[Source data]
>>>>

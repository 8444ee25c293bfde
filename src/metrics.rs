//! Pipeline throughput counters.
//!
//! `MetricsTracker` keeps, per source, cumulative frame counters plus a
//! fixed one-second FPS window: at each window boundary the reported rate
//! becomes `frames_in_window / elapsed` and the window counter resets.
//! A plain fixed-window estimator, not an exponential moving average, so
//! the number shown matches what actually happened in the last second.
//!
//! Writers are the pipeline workers; readers take `snapshot()` copies and
//! never hold anything across the poll.

use std::sync::Mutex;
use std::time::{Duration, Instant};

use crate::frame::SourceId;

const FPS_WINDOW: Duration = Duration::from_secs(1);

#[derive(Debug)]
struct SourceWindow {
    frames_in_window: u64,
    window_start: Instant,
    fps: f64,
    processed_total: u64,
    dropped_total: u64,
    stale_total: u64,
}

impl SourceWindow {
    fn new(now: Instant) -> Self {
        Self {
            frames_in_window: 0,
            window_start: now,
            fps: 0.0,
            processed_total: 0,
            dropped_total: 0,
            stale_total: 0,
        }
    }
}

/// Read-only view of one source's counters.
#[derive(Clone, Copy, Debug, Default)]
pub struct SourceMetrics {
    pub fps: f64,
    pub processed_total: u64,
    pub dropped_total: u64,
    pub stale_total: u64,
}

/// Read-only view of the whole tracker.
#[derive(Clone, Debug)]
pub struct MetricsSnapshot {
    pub sources: Vec<SourceMetrics>,
    pub queue_depth: usize,
}

impl MetricsSnapshot {
    /// Mean FPS across sources, for the aggregate log line.
    pub fn average_fps(&self) -> f64 {
        if self.sources.is_empty() {
            return 0.0;
        }
        self.sources.iter().map(|s| s.fps).sum::<f64>() / self.sources.len() as f64
    }
}

struct Inner {
    windows: Vec<SourceWindow>,
    queue_depth: usize,
}

pub struct MetricsTracker {
    inner: Mutex<Inner>,
}

impl MetricsTracker {
    pub fn new(sources: usize) -> Self {
        let now = Instant::now();
        Self {
            inner: Mutex::new(Inner {
                windows: (0..sources).map(|_| SourceWindow::new(now)).collect(),
                queue_depth: 0,
            }),
        }
    }

    /// Record a completed frame for a source.
    pub fn frame_processed(&self, source: SourceId) {
        self.frame_processed_at(source, Instant::now());
    }

    fn frame_processed_at(&self, source: SourceId, now: Instant) {
        let mut inner = self.inner.lock().expect("metrics lock poisoned");
        let Some(window) = inner.windows.get_mut(source) else {
            return;
        };
        window.frames_in_window += 1;
        window.processed_total += 1;

        let elapsed = now.saturating_duration_since(window.window_start);
        if elapsed >= FPS_WINDOW {
            window.fps = window.frames_in_window as f64 / elapsed.as_secs_f64();
            window.frames_in_window = 0;
            window.window_start = now;
        }
    }

    /// Record a frame the capture side had to drop at the channel.
    pub fn frame_dropped(&self, source: SourceId) {
        let mut inner = self.inner.lock().expect("metrics lock poisoned");
        if let Some(window) = inner.windows.get_mut(source) {
            window.dropped_total += 1;
        }
    }

    /// Record a frame discarded by the staleness gate.
    pub fn frame_stale(&self, source: SourceId) {
        let mut inner = self.inner.lock().expect("metrics lock poisoned");
        if let Some(window) = inner.windows.get_mut(source) {
            window.stale_total += 1;
        }
    }

    /// Update the channel-depth gauge.
    pub fn set_queue_depth(&self, depth: usize) {
        self.inner.lock().expect("metrics lock poisoned").queue_depth = depth;
    }

    pub fn snapshot(&self) -> MetricsSnapshot {
        let inner = self.inner.lock().expect("metrics lock poisoned");
        MetricsSnapshot {
            sources: inner
                .windows
                .iter()
                .map(|w| SourceMetrics {
                    fps: w.fps,
                    processed_total: w.processed_total,
                    dropped_total: w.dropped_total,
                    stale_total: w.stale_total,
                })
                .collect(),
            queue_depth: inner.queue_depth,
        }
    }
}
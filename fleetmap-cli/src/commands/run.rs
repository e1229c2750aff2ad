//! Run command - track positions continuously.
//!
//! Starts a map session against the configured feed and reads commands
//! from stdin to simulate taps and visibility changes:
//!
//! ```text
//! tap <x> <y>          tap a screen point
//! tap-at <lat> <lon>   tap where a coordinate is drawn
//! hide | show          pause or resume polling
//! list                 print markers with their screen positions
//! stats                print session counters
//! quit                 stop the session
//! ```

use std::io::BufRead;
use std::path::PathBuf;
use std::sync::Arc;
use std::time::Duration;

use clap::Args;
use console::style;
use tokio::sync::mpsc;
use tokio_util::sync::CancellationToken;
use tracing::warn;

use fleetmap::export::{ExportError, ExportWorker, GeoJsonExporter};
use fleetmap::geo::{LatLon, ScreenPoint};
use fleetmap::selection::{SelectionMode, TapOutcome};
use fleetmap::session::{MapSession, SessionConfig, SessionHandle};
use fleetmap::source::{HttpPositionSource, ReqwestClient};
use fleetmap::telemetry::MetricsSnapshot;

use super::common::{build_runtime, build_source, SourceArgs};
use crate::error::CliError;
use crate::renderer::ConsoleRenderer;
use crate::runner::CliRunner;

/// Arguments for the run command.
#[derive(Debug, Args)]
pub struct RunArgs {
    #[command(flatten)]
    pub source: SourceArgs,

    /// Refresh interval in milliseconds (overrides poll.interval_ms)
    #[arg(long, value_name = "MS")]
    pub interval_ms: Option<u64>,

    /// GeoJSON snapshot drawn before the first fetch (overrides map.asset)
    #[arg(long, value_name = "FILE")]
    pub asset: Option<PathBuf>,

    /// Export file (overrides export.path)
    #[arg(long, value_name = "FILE")]
    pub export_path: Option<PathBuf>,

    /// Do not write GeoJSON exports
    #[arg(long)]
    pub no_export: bool,

    /// Allow only one selected marker at a time
    #[arg(long)]
    pub single: bool,

    /// Start with polling paused
    #[arg(long)]
    pub hidden: bool,

    /// Only print frames caused by taps
    #[arg(short, long)]
    pub quiet: bool,

    /// Mirror log output to stderr
    #[arg(short, long)]
    pub verbose: bool,
}

/// Run the run command.
pub fn run(args: RunArgs) -> Result<(), CliError> {
    let runner = CliRunner::new(args.verbose)?;
    runner.log_startup("run");
    let config = runner.config();

    let source = build_source(&args.source, config)?;

    let mut session_config = config.session_config()?;
    if let Some(ms) = args.interval_ms {
        session_config = session_config.with_poll_interval(Duration::from_millis(ms));
    }
    if let Some(asset) = &args.asset {
        session_config = session_config.with_snapshot_path(asset);
    }
    if args.single {
        session_config = session_config.with_selection_mode(SelectionMode::Single);
    }
    if args.hidden {
        session_config = session_config.with_start_visible(false);
    }

    let export_path = (!args.no_export && config.export.enabled).then(|| {
        args.export_path
            .clone()
            .unwrap_or_else(|| config.export.path.clone())
    });

    print_banner(&source, &session_config, export_path.as_ref());

    let shutdown = CancellationToken::new();
    let signal = shutdown.clone();
    ctrlc::set_handler(move || {
        println!();
        println!("Received shutdown signal, stopping...");
        signal.cancel();
    })
    .map_err(|e| CliError::Config(format!("Failed to set signal handler: {}", e)))?;

    let runtime = build_runtime()?;
    let summary = runtime.block_on(run_session(
        source,
        session_config,
        export_path,
        args.quiet,
        shutdown,
    ))?;

    print_summary(&summary);
    Ok(())
}

fn print_banner(
    source: &HttpPositionSource<ReqwestClient>,
    config: &SessionConfig,
    export_path: Option<&PathBuf>,
) {
    println!("{}", style("FleetMap").bold().cyan());
    println!();
    println!("  Feed:      {}", source.url());
    println!("  Interval:  {} ms", config.poll_interval.as_millis());
    println!("  Selection: {}", config.selection_mode);
    match export_path {
        Some(path) => println!("  Export:    {}", path.display()),
        None => println!("  Export:    disabled"),
    }
    if let Some(asset) = &config.snapshot_path {
        println!("  Snapshot:  {}", asset.display());
    }
    println!();
    println!("Type 'help' for commands. Press Ctrl+C to stop.");
    println!();
}

async fn run_session(
    source: HttpPositionSource<ReqwestClient>,
    config: SessionConfig,
    export_path: Option<PathBuf>,
    quiet: bool,
    shutdown: CancellationToken,
) -> Result<MetricsSnapshot, CliError> {
    let (mut session, handle) =
        MapSession::new(config, Arc::new(source), ConsoleRenderer::new(quiet));

    let mut worker_task = None;
    if let Some(path) = export_path {
        if let Some(parent) = path.parent() {
            tokio::fs::create_dir_all(parent)
                .await
                .map_err(|source| ExportError::Write {
                    path: parent.to_path_buf(),
                    source,
                })?;
        }
        let (worker, queue) = ExportWorker::new(GeoJsonExporter::new(path), session.metrics());
        session = session.with_export(queue);
        worker_task = Some(tokio::spawn(worker.run(shutdown.clone())));
    }

    let session_task = tokio::spawn(session.run(shutdown.clone()));

    read_commands(&handle, &shutdown).await;
    shutdown.cancel();

    session_task
        .await
        .map_err(|e| CliError::Runtime(format!("Session task failed: {}", e)))?;
    if let Some(task) = worker_task {
        let _ = task.await;
    }

    Ok(handle.metrics())
}

/// A line typed at the console.
#[derive(Debug, Clone, PartialEq)]
enum ConsoleCommand {
    Tap(ScreenPoint),
    TapAt(LatLon),
    Show,
    Hide,
    List,
    Stats,
    Help,
    Quit,
}

/// Parse one console line; blank lines yield `None`.
fn parse_command(line: &str) -> Result<Option<ConsoleCommand>, String> {
    let mut parts = line.split_whitespace();
    let Some(verb) = parts.next() else {
        return Ok(None);
    };
    let args: Vec<&str> = parts.collect();

    let pair = |usage: &str| -> Result<(f64, f64), String> {
        match args.as_slice() {
            [a, b] => {
                let a = a.parse::<f64>().map_err(|_| format!("usage: {}", usage))?;
                let b = b.parse::<f64>().map_err(|_| format!("usage: {}", usage))?;
                Ok((a, b))
            }
            _ => Err(format!("usage: {}", usage)),
        }
    };

    let command = match verb.to_lowercase().as_str() {
        "tap" => {
            let (x, y) = pair("tap <x> <y>")?;
            ConsoleCommand::Tap(ScreenPoint::new(x, y))
        }
        "tap-at" => {
            let (lat, lon) = pair("tap-at <lat> <lon>")?;
            let position = LatLon::try_new(lat, lon).map_err(|e| e.to_string())?;
            ConsoleCommand::TapAt(position)
        }
        "show" => ConsoleCommand::Show,
        "hide" => ConsoleCommand::Hide,
        "list" | "ls" => ConsoleCommand::List,
        "stats" => ConsoleCommand::Stats,
        "help" | "?" => ConsoleCommand::Help,
        "quit" | "exit" | "q" => ConsoleCommand::Quit,
        other => return Err(format!("unknown command '{}', type 'help'", other)),
    };
    Ok(Some(command))
}

/// Read stdin on a dedicated thread and forward lines.
fn spawn_stdin_reader() -> mpsc::Receiver<String> {
    let (tx, rx) = mpsc::channel(16);
    std::thread::spawn(move || {
        for line in std::io::stdin().lock().lines() {
            let Ok(line) = line else { break };
            if tx.blocking_send(line).is_err() {
                break;
            }
        }
    });
    rx
}

/// Process console commands until `quit`, Ctrl+C, or the session stops.
///
/// When stdin closes the session keeps running until Ctrl+C.
async fn read_commands(handle: &SessionHandle, shutdown: &CancellationToken) {
    let mut lines = spawn_stdin_reader();

    loop {
        let line = tokio::select! {
            _ = shutdown.cancelled() => return,
            line = lines.recv() => line,
        };

        let Some(line) = line else {
            shutdown.cancelled().await;
            return;
        };

        let command = match parse_command(&line) {
            Ok(Some(command)) => command,
            Ok(None) => continue,
            Err(message) => {
                println!("{}", style(message).red());
                continue;
            }
        };

        if command == ConsoleCommand::Quit {
            return;
        }

        if let Err(e) = execute(handle, command).await {
            warn!(error = %e, "Session no longer accepting commands");
            return;
        }
    }
}

async fn execute(handle: &SessionHandle, command: ConsoleCommand) -> Result<(), CliError> {
    match command {
        ConsoleCommand::Tap(point) => print_tap(handle.tap(point).await?, point),
        ConsoleCommand::TapAt(position) => print_tap(handle.tap_at(position).await?, position),
        ConsoleCommand::Show => {
            handle.show().await?;
            println!("Polling resumed");
        }
        ConsoleCommand::Hide => {
            handle.hide().await?;
            println!("Polling paused");
        }
        ConsoleCommand::List => {
            let snapshot = handle.snapshot().await?;
            if snapshot.entities.is_empty() {
                println!("No markers.");
            }
            for entity in &snapshot.entities {
                let screen = snapshot.viewport.project(entity.position);
                let mark = if entity.selected {
                    style("●").yellow()
                } else {
                    style("○").dim()
                };
                println!(
                    "{} {:<20} {:<24} screen {}",
                    mark,
                    entity.label(),
                    entity.position.to_string(),
                    screen
                );
            }
        }
        ConsoleCommand::Stats => print_stats(&handle.metrics()),
        ConsoleCommand::Help => print_help(),
        ConsoleCommand::Quit => {}
    }
    Ok(())
}

fn print_tap(outcome: TapOutcome, at: impl std::fmt::Display) {
    match outcome {
        TapOutcome::Hit { id, selected: true } => println!("{} {} selected", style("●").yellow(), id),
        TapOutcome::Hit { id, selected: false } => println!("{} {} deselected", style("○").dim(), id),
        TapOutcome::Miss => println!("No marker at {}", at),
    }
}

fn print_help() {
    println!("  tap <x> <y>          tap a screen point");
    println!("  tap-at <lat> <lon>   tap where a coordinate is drawn");
    println!("  hide | show          pause or resume polling");
    println!("  list                 print markers with their screen positions");
    println!("  stats                print session counters");
    println!("  quit                 stop the session");
}

fn print_stats(snapshot: &MetricsSnapshot) {
    println!(
        "[{}] {} markers | fetches {} ok / {} failed ({:.0}%) | skipped ticks {} | last refresh {}",
        snapshot.uptime_human(),
        snapshot.entities,
        snapshot.fetch_succeeded,
        snapshot.fetch_failed,
        snapshot.success_rate() * 100.0,
        snapshot.polls_skipped,
        snapshot.last_refresh_human()
    );
}

fn print_summary(snapshot: &MetricsSnapshot) {
    println!();
    println!("Session Summary");
    println!("───────────────");
    println!(
        "  Fetches:  {} ok, {} failed, {} discarded",
        snapshot.fetch_succeeded, snapshot.fetch_failed, snapshot.results_discarded
    );
    println!(
        "  Taps:     {} hit, {} missed",
        snapshot.taps_hit, snapshot.taps_missed
    );
    println!(
        "  Exports:  {} written, {} failed, {} dropped",
        snapshot.exports_written, snapshot.exports_failed, snapshot.exports_dropped
    );
    println!("  Redraws:  {}", snapshot.redraws);
    println!("  Uptime:   {}", snapshot.uptime_human());
}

<<<<

### [YOUR ASSIGNMENT]
Every line in the data above that contains the word "signal" should be copied.

### [RESPONSE TO THIS TASK]
    let signal = shutdown.clone();
        println!("Received shutdown signal, stopping...");
        signal.cancel();
    .map_err(|e| CliError::Config(format!("Failed to set signal handler: {}", e)))?;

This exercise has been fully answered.